INSTRUCTIONS FOR THE TASK> Once you find the line containing "the station reports" in the data below, copy it and each following line exactly, up to and including the line containing "async fn fetch_station(&self, station: &str)", and nothing else.

RECORDS>

····················

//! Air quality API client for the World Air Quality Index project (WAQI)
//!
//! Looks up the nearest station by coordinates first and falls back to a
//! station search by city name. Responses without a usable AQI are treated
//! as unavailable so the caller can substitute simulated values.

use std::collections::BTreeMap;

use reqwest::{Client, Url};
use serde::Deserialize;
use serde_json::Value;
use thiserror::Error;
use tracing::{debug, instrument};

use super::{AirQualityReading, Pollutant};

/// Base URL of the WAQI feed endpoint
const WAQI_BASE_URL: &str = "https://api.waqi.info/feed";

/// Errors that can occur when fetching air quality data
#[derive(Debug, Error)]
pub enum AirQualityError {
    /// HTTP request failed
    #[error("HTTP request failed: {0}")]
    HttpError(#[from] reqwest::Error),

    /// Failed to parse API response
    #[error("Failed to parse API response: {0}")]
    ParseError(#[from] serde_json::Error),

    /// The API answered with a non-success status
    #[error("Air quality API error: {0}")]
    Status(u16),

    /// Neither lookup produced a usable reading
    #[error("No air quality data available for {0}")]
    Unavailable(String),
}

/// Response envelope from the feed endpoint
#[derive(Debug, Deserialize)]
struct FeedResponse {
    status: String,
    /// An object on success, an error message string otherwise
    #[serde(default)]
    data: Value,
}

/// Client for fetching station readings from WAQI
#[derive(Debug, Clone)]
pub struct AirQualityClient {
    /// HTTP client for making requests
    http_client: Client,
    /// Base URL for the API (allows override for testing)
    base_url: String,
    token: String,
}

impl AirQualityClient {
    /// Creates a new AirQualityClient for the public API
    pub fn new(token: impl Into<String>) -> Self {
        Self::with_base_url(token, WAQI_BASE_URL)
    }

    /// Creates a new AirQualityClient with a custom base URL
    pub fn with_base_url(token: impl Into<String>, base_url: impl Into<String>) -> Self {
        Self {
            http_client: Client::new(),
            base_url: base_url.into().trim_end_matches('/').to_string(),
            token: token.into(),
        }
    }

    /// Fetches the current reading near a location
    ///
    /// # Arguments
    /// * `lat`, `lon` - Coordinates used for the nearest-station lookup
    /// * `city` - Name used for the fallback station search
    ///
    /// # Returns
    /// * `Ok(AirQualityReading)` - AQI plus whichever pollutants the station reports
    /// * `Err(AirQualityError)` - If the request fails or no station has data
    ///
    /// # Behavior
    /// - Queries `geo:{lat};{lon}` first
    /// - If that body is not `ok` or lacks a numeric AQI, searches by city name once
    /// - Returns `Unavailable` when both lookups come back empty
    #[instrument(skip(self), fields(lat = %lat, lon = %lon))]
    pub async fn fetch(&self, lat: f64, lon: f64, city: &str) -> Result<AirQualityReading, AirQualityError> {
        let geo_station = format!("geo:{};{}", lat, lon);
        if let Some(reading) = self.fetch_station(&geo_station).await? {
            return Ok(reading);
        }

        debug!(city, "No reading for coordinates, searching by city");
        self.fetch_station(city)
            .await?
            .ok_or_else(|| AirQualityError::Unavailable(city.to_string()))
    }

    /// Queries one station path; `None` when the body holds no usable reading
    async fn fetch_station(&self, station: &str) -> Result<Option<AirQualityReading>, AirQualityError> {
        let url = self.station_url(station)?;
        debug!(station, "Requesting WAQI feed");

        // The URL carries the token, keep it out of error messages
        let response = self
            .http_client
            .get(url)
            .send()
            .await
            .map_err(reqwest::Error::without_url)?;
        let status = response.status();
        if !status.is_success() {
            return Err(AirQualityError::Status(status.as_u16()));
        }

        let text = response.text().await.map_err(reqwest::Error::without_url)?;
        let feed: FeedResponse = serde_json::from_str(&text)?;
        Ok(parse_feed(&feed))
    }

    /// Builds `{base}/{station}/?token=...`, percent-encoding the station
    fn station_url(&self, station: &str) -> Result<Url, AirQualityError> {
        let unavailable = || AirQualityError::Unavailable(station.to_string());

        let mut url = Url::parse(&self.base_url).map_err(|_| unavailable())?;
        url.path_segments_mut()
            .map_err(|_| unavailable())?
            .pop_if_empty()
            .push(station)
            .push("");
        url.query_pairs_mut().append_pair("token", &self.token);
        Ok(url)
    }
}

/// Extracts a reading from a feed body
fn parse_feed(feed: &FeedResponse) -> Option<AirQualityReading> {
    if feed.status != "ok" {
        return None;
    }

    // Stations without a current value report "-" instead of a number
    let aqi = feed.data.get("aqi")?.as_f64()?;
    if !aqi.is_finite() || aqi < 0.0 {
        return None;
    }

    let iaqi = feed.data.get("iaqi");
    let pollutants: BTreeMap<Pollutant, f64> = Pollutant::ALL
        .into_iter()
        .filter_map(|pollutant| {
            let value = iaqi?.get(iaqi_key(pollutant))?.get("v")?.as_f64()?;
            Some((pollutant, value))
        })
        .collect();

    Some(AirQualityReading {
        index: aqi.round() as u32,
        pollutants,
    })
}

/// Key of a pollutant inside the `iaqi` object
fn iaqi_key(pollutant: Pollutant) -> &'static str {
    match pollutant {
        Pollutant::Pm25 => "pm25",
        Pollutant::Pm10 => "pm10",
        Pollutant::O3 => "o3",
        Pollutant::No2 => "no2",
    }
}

····················

RESPONSE TO THE TASK>
    /// * `Ok(AirQualityReading)` - AQI plus whichever pollutants the station reports
    /// * `Err(AirQualityError)` - If the request fails or no station has data
    ///
    /// # Behavior
    /// - Queries `geo:{lat};{lon}` first
    /// - If that body is not `ok` or lacks a numeric AQI, searches by city name once
    /// - Returns `Unavailable` when both lookups come back empty
    #[instrument(skip(self), fields(lat = %lat, lon = %lon))]
    pub async fn fetch(&self, lat: f64, lon: f64, city: &str) -> Result<AirQualityReading, AirQualityError> {
        let geo_station = format!("geo:{};{}", lat, lon);
        if let Some(reading) = self.fetch_station(&geo_station).await? {
            return Ok(reading);
        }

        debug!(city, "No reading for coordinates, searching by city");
        self.fetch_station(city)
            .await?
            .ok_or_else(|| AirQualityError::Unavailable(city.to_string()))
    }

    /// Queries one station path; `None` when the body holds no usable reading
    async fn fetch_station(&self, station: &str) -> Result<Option<AirQualityReading>, AirQualityError> {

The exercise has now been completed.